Example: Open case count alert
This example creates an alert that fires when the number of open high-priority cases exceeds a threshold:
Create a new alert rule.
Configure the query:
SELECT COUNT() FROM Case WHERE IsClosed = false AND Priority = 'High'Add expressions:
- Reduce: Last value
- Threshold: Is above 50
Set evaluation to run every 5 minutes with a 10-minute pending period.
Save the rule.
Example: Opportunity pipeline alert
This example alerts when the total value of opportunities closing this month drops below a target:
Create a new alert rule.
Configure the query:
SELECT SUM(Amount) FROM Opportunity WHERE IsClosed = false AND CloseDate = THIS_MONTHAdd expressions:
- Reduce: Last value
- Threshold: Is below 1000000
Set evaluation to run every hour.
Save the rule.
Example: Overdue task alert
This example alerts when there are overdue tasks:
Create a new alert rule.
Configure the query:
SELECT COUNT() FROM Task WHERE IsClosed = false AND ActivityDate < TODAYAdd expressions:
- Reduce: Last value
- Threshold: Is above 0
Set evaluation to run every 15 minutes.
Save the rule.
Example: Lead conversion rate alert
This example alerts when lead conversion falls below an acceptable rate. First, create a query that returns the count of converted leads:
Create a new alert rule.
Configure the query:
SELECT COUNT() FROM Lead WHERE IsConverted = true AND ConvertedDate = THIS_WEEKAdd expressions:
- Reduce: Last value
- Threshold: Is below 10
Set evaluation to run daily.
Save the rule.
Best practices
Follow these recommendations to create reliable and efficient alerts with Salesforce data.
Use aggregate functions
Always use SOQL aggregate functions (COUNT, SUM, AVG, MIN, MAX) for alert queries. These return numeric values that Grafana can evaluate against thresholds.
Consider API limits
Salesforce has API request limits. Set alert evaluation intervals appropriately to avoid excessive API usage:
- Use longer intervals (5+ minutes) when possible.

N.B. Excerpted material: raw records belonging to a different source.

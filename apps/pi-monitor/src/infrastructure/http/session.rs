//! Streaming Sessions
//!
//! One session per `GET /status` request. The session owns a broker
//! subscription for exactly as long as its response body is alive and turns
//! each delivered event into an SSE frame:
//!
//! ```text
//! event: temp
//! data: 42.8 °C
//!
//! ```
//!
//! When the client goes away hyper drops the body, which drops the session
//! and its subscription guard. Server shutdown ends the stream from inside.

use std::convert::Infallible;
use std::sync::Arc;
use std::time::Instant;

use axum::extract::State;
use axum::http::{HeaderName, StatusCode, header};
use axum::response::sse::{Event as SseEvent, Sse};
use axum::response::{IntoResponse, Response};
use futures::Stream;
use tokio_util::sync::CancellationToken;

use super::AppState;
use crate::domain::event::Event;
use crate::infrastructure::broker::{SharedBroker, SubscriberId, Subscription};
use crate::infrastructure::metrics;

/// A single client's live event stream.
pub struct StreamingSession {
    subscription: Subscription,
    shutdown: CancellationToken,
    opened_at: Instant,
    frames_sent: u64,
}

impl StreamingSession {
    /// Subscribe to the broker and start a session.
    #[must_use]
    pub fn open(broker: &SharedBroker, shutdown: CancellationToken) -> Self {
        let subscription = broker.subscribe_owned();
        metrics::session_opened();
        tracing::info!(subscriber = %subscription.id(), "Session opened");

        Self {
            subscription,
            shutdown,
            opened_at: Instant::now(),
            frames_sent: 0,
        }
    }

    /// Subscriber backing this session.
    #[must_use]
    pub const fn subscriber_id(&self) -> SubscriberId {
        self.subscription.id()
    }

    /// Wait for the next event to send, or `None` when the session must end.
    pub async fn next_event(&mut self) -> Option<Arc<Event>> {
        tokio::select! {
            () = self.shutdown.cancelled() => None,
            event = self.subscription.recv() => {
                if event.is_some() {
                    self.frames_sent += 1;
                }
                event
            }
        }
    }

    /// Turn the session into an SSE frame stream.
    pub fn into_stream(self) -> impl Stream<Item = Result<SseEvent, Infallible>> + Send {
        futures::stream::unfold(self, |mut session| async move {
            let event = session.next_event().await?;
            Some((Ok(encode(&event)), session))
        })
    }
}

impl Drop for StreamingSession {
    fn drop(&mut self) {
        metrics::session_closed();
        tracing::info!(
            subscriber = %self.subscription.id(),
            frames = self.frames_sent,
            duration_secs = self.opened_at.elapsed().as_secs(),
            "Session closed"
        );
    }
}

/// Encode an event as an SSE frame.
#[must_use]
pub fn encode(event: &Event) -> SseEvent {
    SseEvent::default()
        .event(event.kind_str())
        .data(event.payload())
}

/// Session start failures.
#[derive(Debug, thiserror::Error)]
pub enum SessionError {
    /// The server is draining; no new streams are accepted.
    #[error("server is shutting down")]
    ShuttingDown,
}

impl IntoResponse for SessionError {
    fn into_response(self) -> Response {
        let status = match self {
            Self::ShuttingDown => StatusCode::SERVICE_UNAVAILABLE,
        };
        (status, self.to_string()).into_response()
    }
}

const X_ACCEL_BUFFERING: HeaderName = HeaderName::from_static("x-accel-buffering");

/// `GET /status`: open a live SSE stream of every metric.
pub async fn status_handler(State(state): State<Arc<AppState>>) -> Result<Response, SessionError> {
    if state.shutdown.is_cancelled() {
        return Err(SessionError::ShuttingDown);
    }

    let session = StreamingSession::open(&state.broker, state.shutdown.clone());
    Ok((
        [
            (header::CACHE_CONTROL, "no-cache"),
            (header::CONNECTION, "keep-alive"),
            (X_ACCEL_BUFFERING, "no"),
        ],
        Sse::new(session.into_stream()),
    )
        .into_response())
}

// =============================================================================
// Tests
// =============================================================================

#[cfg(test)]
mod tests {
    use std::time::Duration;

    use futures::StreamExt;
    use tokio_test::{assert_pending, assert_ready, task};

    use super::*;
    use crate::domain::metric::MetricKind;
    use crate::infrastructure::broker::EventBroker;

    fn broker() -> SharedBroker {
        Arc::new(EventBroker::with_defaults())
    }

    #[tokio::test]
    async fn session_registers_and_releases_subscriber() {
        let broker = broker();
        let session = StreamingSession::open(&broker, CancellationToken::new());
        assert_eq!(broker.subscriber_count(), 1);

        drop(session);
        assert_eq!(broker.subscriber_count(), 0);
    }

    #[tokio::test]
    async fn dropping_stream_unsubscribes() {
        let broker = broker();
        let stream = StreamingSession::open(&broker, CancellationToken::new()).into_stream();
        assert_eq!(broker.subscriber_count(), 1);

        drop(stream);
        assert_eq!(broker.subscriber_count(), 0);
    }

    #[tokio::test]
    async fn delivers_published_events() {
        let broker = broker();
        let mut session = StreamingSession::open(&broker, CancellationToken::new());

        let _ = broker.publish(Event::new(MetricKind::Mem, "312Mi / 976Mi"));
        let event = session.next_event().await.unwrap();
        assert_eq!(event.kind(), MetricKind::Mem);
        assert_eq!(session.frames_sent, 1);
    }

    #[tokio::test]
    async fn waits_for_traffic_then_wakes() {
        let broker = broker();
        let mut stream =
            task::spawn(StreamingSession::open(&broker, CancellationToken::new()).into_stream());
        assert_pending!(stream.poll_next());

        let _ = broker.publish(Event::new(MetricKind::Temp, "42.8 °C"));
        assert!(stream.is_woken());
        let frame = assert_ready!(stream.poll_next());
        assert!(matches!(frame, Some(Ok(_))));
    }

    #[tokio::test]
    async fn shutdown_ends_stream_and_unsubscribes() {
        let broker = broker();
        let shutdown = CancellationToken::new();
        let mut stream = Box::pin(StreamingSession::open(&broker, shutdown.clone()).into_stream());

        shutdown.cancel();
        let next = tokio::time::timeout(Duration::from_secs(1), stream.next())
            .await
            .unwrap();
        assert!(next.is_none());

        drop(stream);
        assert_eq!(broker.subscriber_count(), 0);
    }

    #[test]
    fn shutting_down_maps_to_503() {
        let response = SessionError::ShuttingDown.into_response();
        assert_eq!(response.status(), StatusCode::SERVICE_UNAVAILABLE);
    }
}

- Avoid very short intervals (less than 1 minute) for non-critical alerts.
- Monitor your Salesforce API usage in Setup under System Overview.
Use date literals
SOQL provides date literals that simplify time-based filtering:
TODAY,YESTERDAY,TOMORROWTHIS_WEEK,LAST_WEEK,NEXT_WEEKTHIS_MONTH,LAST_MONTH,NEXT_MONTHTHIS_QUARTER,LAST_QUARTER,NEXT_QUARTERTHIS_YEAR,LAST_YEAR,NEXT_YEAR
Handle no data conditions
Configure what happens when no data is returned:
- In the alert rule, find Configure no data and error handling.

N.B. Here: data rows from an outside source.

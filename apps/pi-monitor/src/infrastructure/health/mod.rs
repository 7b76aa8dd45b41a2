//! Health Check and Metrics Endpoints
//!
//! Health, readiness and Prometheus handlers mounted on the main HTTP router.
//!
//! # Endpoints
//!
//! - `GET /health` - Returns JSON health status
//! - `GET /healthz` - Liveness probe (simple OK)
//! - `GET /readyz` - Readiness probe (every producer has sampled)
//! - `GET /metrics` - Prometheus metrics in text format

use std::sync::Arc;

use axum::{Json, extract::State, http::StatusCode, response::IntoResponse};
use chrono::{DateTime, Utc};
use serde::Serialize;

use crate::application::services::{ProducerState, ProducerStatus};
use crate::infrastructure::broker::BrokerStats;
use crate::infrastructure::http::AppState;
use crate::infrastructure::metrics::get_metrics_handle;

// =============================================================================
// Health Response Types
// =============================================================================

/// Health check response.
#[derive(Debug, Clone, Serialize)]
pub struct HealthResponse {
    /// Overall status: "healthy", "degraded", or "unhealthy".
    pub status: HealthStatus,
    /// Monitor version.
    pub version: String,
    /// Server uptime in seconds.
    pub uptime_secs: u64,
    /// Current time.
    pub current_time: DateTime<Utc>,
    /// Connected viewers.
    pub subscribers: usize,
    /// Broker counters.
    pub broker: BrokerStats,
    /// Per-metric sampling status.
    pub producers: Vec<ProducerStatus>,
}

/// Overall health status.
#[derive(Debug, Clone, Copy, PartialEq, Eq, Serialize)]
#[serde(rename_all = "lowercase")]
pub enum HealthStatus {
    /// Every producer's last sample succeeded.
    Healthy,
    /// Some producers are failing.
    Degraded,
    /// No command-backed metric can be read.
    Unhealthy,
}

// =============================================================================
// HTTP Handlers
// =============================================================================

/// `GET /health`
pub async fn health_handler(State(state): State<Arc<AppState>>) -> impl IntoResponse {
    let response = build_health_response(&state);
    let status_code = match response.status {
        HealthStatus::Healthy | HealthStatus::Degraded => StatusCode::OK,
        HealthStatus::Unhealthy => StatusCode::SERVICE_UNAVAILABLE,
    };
    (status_code, Json(response))
}

/// `GET /healthz`
pub async fn liveness_handler() -> impl IntoResponse {
    (StatusCode::OK, "OK")
}

/// `GET /readyz`
pub async fn readiness_handler(State(state): State<Arc<AppState>>) -> impl IntoResponse {
    if is_ready(&state.producers) {
        (StatusCode::OK, "READY")
    } else {
        (StatusCode::SERVICE_UNAVAILABLE, "NOT READY")
    }
}

/// `GET /metrics`
pub async fn metrics_handler() -> impl IntoResponse {
    get_metrics_handle().map_or_else(
        || {
            (
                StatusCode::SERVICE_UNAVAILABLE,
                [("content-type", "text/plain")],
                "Metrics not initialized".to_string(),
            )
        },
        |handle| {
            let body = handle.render();
            (
                StatusCode::OK,
                [("content-type", "text/plain; version=0.0.4; charset=utf-8")],
                body,
            )
        },
    )
}

fn build_health_response(state: &AppState) -> HealthResponse {
    let broker = state.broker.stats();

    HealthResponse {
        status: determine_health_status(&state.producers),
        version: state.version.clone(),
        uptime_secs: state.started_at.elapsed().as_secs(),
        current_time: Utc::now(),
        subscribers: broker.subscribers,
        broker,
        producers: state.producers.iter().map(|p| p.status()).collect(),
    }
}

fn determine_health_status(producers: &[Arc<ProducerState>]) -> HealthStatus {
    let sampled: Vec<_> = producers.iter().filter(|p| p.kind().is_sampled()).collect();
    let failing = sampled.iter().filter(|p| !p.is_ok()).count();

    if !sampled.is_empty() && failing == sampled.len() {
        HealthStatus::Unhealthy
    } else if producers.iter().any(|p| !p.is_ok()) {
        HealthStatus::Degraded
    } else {
        HealthStatus::Healthy
    }
}

fn is_ready(producers: &[Arc<ProducerState>]) -> bool {
    producers.iter().all(|p| p.has_sampled())
}

// =============================================================================
// Tests
// =============================================================================

#[cfg(test)]
mod tests {
    use super::*;
    use crate::domain::metric::MetricKind;

    fn states(ok: &[(MetricKind, bool)]) -> Vec<Arc<ProducerState>> {
        ok.iter()
            .map(|&(kind, ok)| {
                let state = ProducerState::new(kind);
                if ok {
                    state.record_success();
                } else {
                    state.record_failure("boom".to_string());
                }
                Arc::new(state)
            })
            .collect()
    }

    #[test]
    fn health_status_serialization() {
        assert_eq!(
            serde_json::to_string(&HealthStatus::Healthy).unwrap(),
            "\"healthy\""
        );
        assert_eq!(
            serde_json::to_string(&HealthStatus::Degraded).unwrap(),
            "\"degraded\""
        );
        assert_eq!(
            serde_json::to_string(&HealthStatus::Unhealthy).unwrap(),
            "\"unhealthy\""
        );
    }

    #[test]
    fn determine_status_all_ok() {
        let producers = states(&MetricKind::ALL.map(|k| (k, true)));
        assert_eq!(determine_health_status(&producers), HealthStatus::Healthy);
    }

    #[test]
    fn determine_status_partial() {
        let producers = states(&[
            (MetricKind::Temp, false),
            (MetricKind::Clock, false),
            (MetricKind::Volt, false),
            (MetricKind::Mem, true),
            (MetricKind::Observers, true),
        ]);
        assert_eq!(determine_health_status(&producers), HealthStatus::Degraded);
    }

    #[test]
    fn determine_status_all_commands_failing() {
        let producers = states(&[
            (MetricKind::Temp, false),
            (MetricKind::Clock, false),
            (MetricKind::Volt, false),
            (MetricKind::Mem, false),
            (MetricKind::Observers, true),
        ]);
        assert_eq!(determine_health_status(&producers), HealthStatus::Unhealthy);
    }

    #[test]
    fn ready_once_every_producer_sampled() {
        let mut producers = states(&[(MetricKind::Temp, false), (MetricKind::Mem, true)]);
        assert!(is_ready(&producers));

        producers.push(Arc::new(ProducerState::new(MetricKind::Observers)));
        assert!(!is_ready(&producers));
    }
}
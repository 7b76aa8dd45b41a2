//! Configuration Module
//!
//! Configuration loading for the monitor service.

mod settings;

pub use settings::{BrokerSettings, ConfigError, MonitorConfig, ProducerSettings, ServerSettings};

- Choose an appropriate action:
- No Data: Keep the alert in its current state
- Alerting: Treat no data as an alert condition
- OK: Treat no data as a healthy state
Test queries before alerting
Always verify your query returns expected data before creating an alert:
- Go to Explore.
- Select your Salesforce data source.
- Run the query you plan to use for alerting.

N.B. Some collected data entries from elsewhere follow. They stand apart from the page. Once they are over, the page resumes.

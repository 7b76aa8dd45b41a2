//! Logging and OpenTelemetry Tracing
//!
//! Installs the `tracing` subscriber: a formatted stdout layer always, plus an
//! OTLP exporter when enabled.
//!
//! # Environment Variables
//!
//! - `OTEL_ENABLED`: Set to "true" to export traces (default: false)
//! - `OTEL_EXPORTER_OTLP_ENDPOINT`: OTLP endpoint (default: http://localhost:4318)
//! - `OTEL_SERVICE_NAME`: Service name for traces (default: pi-monitor)
//! - `RUST_LOG`: Extra filter directives

use opentelemetry::trace::TracerProvider as _;
use opentelemetry_otlp::WithExportConfig;
use opentelemetry_sdk::trace::SdkTracerProvider;
use tracing_subscriber::EnvFilter;
use tracing_subscriber::filter::Directive;
use tracing_subscriber::layer::SubscriberExt;
use tracing_subscriber::util::SubscriberInitExt;

const DEFAULT_SERVICE_NAME: &str = "pi-monitor";

const DEFAULT_OTLP_ENDPOINT: &str = "http://localhost:4318";

const DEFAULT_DIRECTIVES: [&str; 3] = ["pi_monitor=info", "tower_http=info", "hyper=warn"];

/// Guard that shuts down OpenTelemetry when dropped.
pub struct TelemetryGuard {
    tracer_provider: Option<SdkTracerProvider>,
}

impl Drop for TelemetryGuard {
    fn drop(&mut self) {
        if let Some(provider) = self.tracer_provider.take()
            && let Err(e) = provider.shutdown()
        {
            eprintln!("Failed to shutdown OpenTelemetry tracer provider: {e}");
        }
    }
}

/// Telemetry configuration.
#[derive(Debug, Clone, PartialEq, Eq)]
pub struct TelemetryConfig {
    /// Whether OTLP export is enabled.
    pub enabled: bool,
    /// OTLP exporter endpoint.
    pub otlp_endpoint: String,
    /// Service name for traces.
    pub service_name: String,
}

impl Default for TelemetryConfig {
    fn default() -> Self {
        Self {
            enabled: false,
            otlp_endpoint: DEFAULT_OTLP_ENDPOINT.to_string(),
            service_name: DEFAULT_SERVICE_NAME.to_string(),
        }
    }
}

impl TelemetryConfig {
    /// Create configuration from environment variables.
    #[must_use]
    pub fn from_env() -> Self {
        Self::from_lookup(|key| std::env::var(key).ok())
    }

    /// Create configuration from an arbitrary key lookup.
    #[must_use]
    pub fn from_lookup(lookup: impl Fn(&str) -> Option<String>) -> Self {
        let defaults = Self::default();
        Self {
            enabled: lookup("OTEL_ENABLED").is_some_and(|v| v.eq_ignore_ascii_case("true")),
            otlp_endpoint: lookup("OTEL_EXPORTER_OTLP_ENDPOINT").unwrap_or(defaults.otlp_endpoint),
            service_name: lookup("OTEL_SERVICE_NAME").unwrap_or(defaults.service_name),
        }
    }
}

/// Initialize telemetry with configuration from the environment.
///
/// Returns a guard that must be kept alive for the duration of the program.
#[must_use]
pub fn init() -> TelemetryGuard {
    init_with_config(TelemetryConfig::from_env())
}

/// Initialize telemetry with custom configuration.
///
/// If the OTLP exporter cannot be built, logging still starts and the
/// failure is reported through it.
#[must_use]
pub fn init_with_config(config: TelemetryConfig) -> TelemetryGuard {
    let env_filter = DEFAULT_DIRECTIVES
        .iter()
        .filter_map(|d| d.parse::<Directive>().ok())
        .fold(EnvFilter::from_default_env(), EnvFilter::add_directive);

    let fmt_layer = tracing_subscriber::fmt::layer()
        .with_target(true)
        .with_thread_ids(false)
        .with_file(false)
        .with_line_number(false);

    if !config.enabled {
        tracing_subscriber::registry()
            .with(env_filter)
            .with(fmt_layer)
            .init();

        return TelemetryGuard {
            tracer_provider: None,
        };
    }

    let otlp_exporter = match opentelemetry_otlp::SpanExporter::builder()
        .with_tonic()
        .with_endpoint(&config.otlp_endpoint)
        .build()
    {
        Ok(exporter) => exporter,
        Err(e) => {
            tracing_subscriber::registry()
                .with(env_filter)
                .with(fmt_layer)
                .init();
            tracing::error!(error = %e, endpoint = %config.otlp_endpoint, "OTLP exporter unavailable, traces disabled");
            return TelemetryGuard {
                tracer_provider: None,
            };
        }
    };

    let tracer_provider = SdkTracerProvider::builder()
        .with_batch_exporter(otlp_exporter)
        .with_resource(
            opentelemetry_sdk::Resource::builder()
                .with_service_name(config.service_name.clone())
                .build(),
        )
        .build();

    let tracer = tracer_provider.tracer(config.service_name);
    let otel_layer = tracing_opentelemetry::layer().with_tracer(tracer);

    tracing_subscriber::registry()
        .with(env_filter)
        .with(fmt_layer)
        .with(otel_layer)
        .init();

    TelemetryGuard {
        tracer_provider: Some(tracer_provider),
    }
}

// =============================================================================
// Tests
// =============================================================================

- Confirm the data format and values are correct.
Troubleshoot alerting issues
For common alerting issues with the Salesforce data source, refer to the Troubleshooting guide.
Common issues include:
- Alert not firing: Ensure your query returns numeric data using aggregate functions.
- Evaluation errors: Check that your SOQL syntax is valid and the query executes successfully in Explore.
- Timeouts: Simplify complex queries or increase the timeout setting in the data source configuration.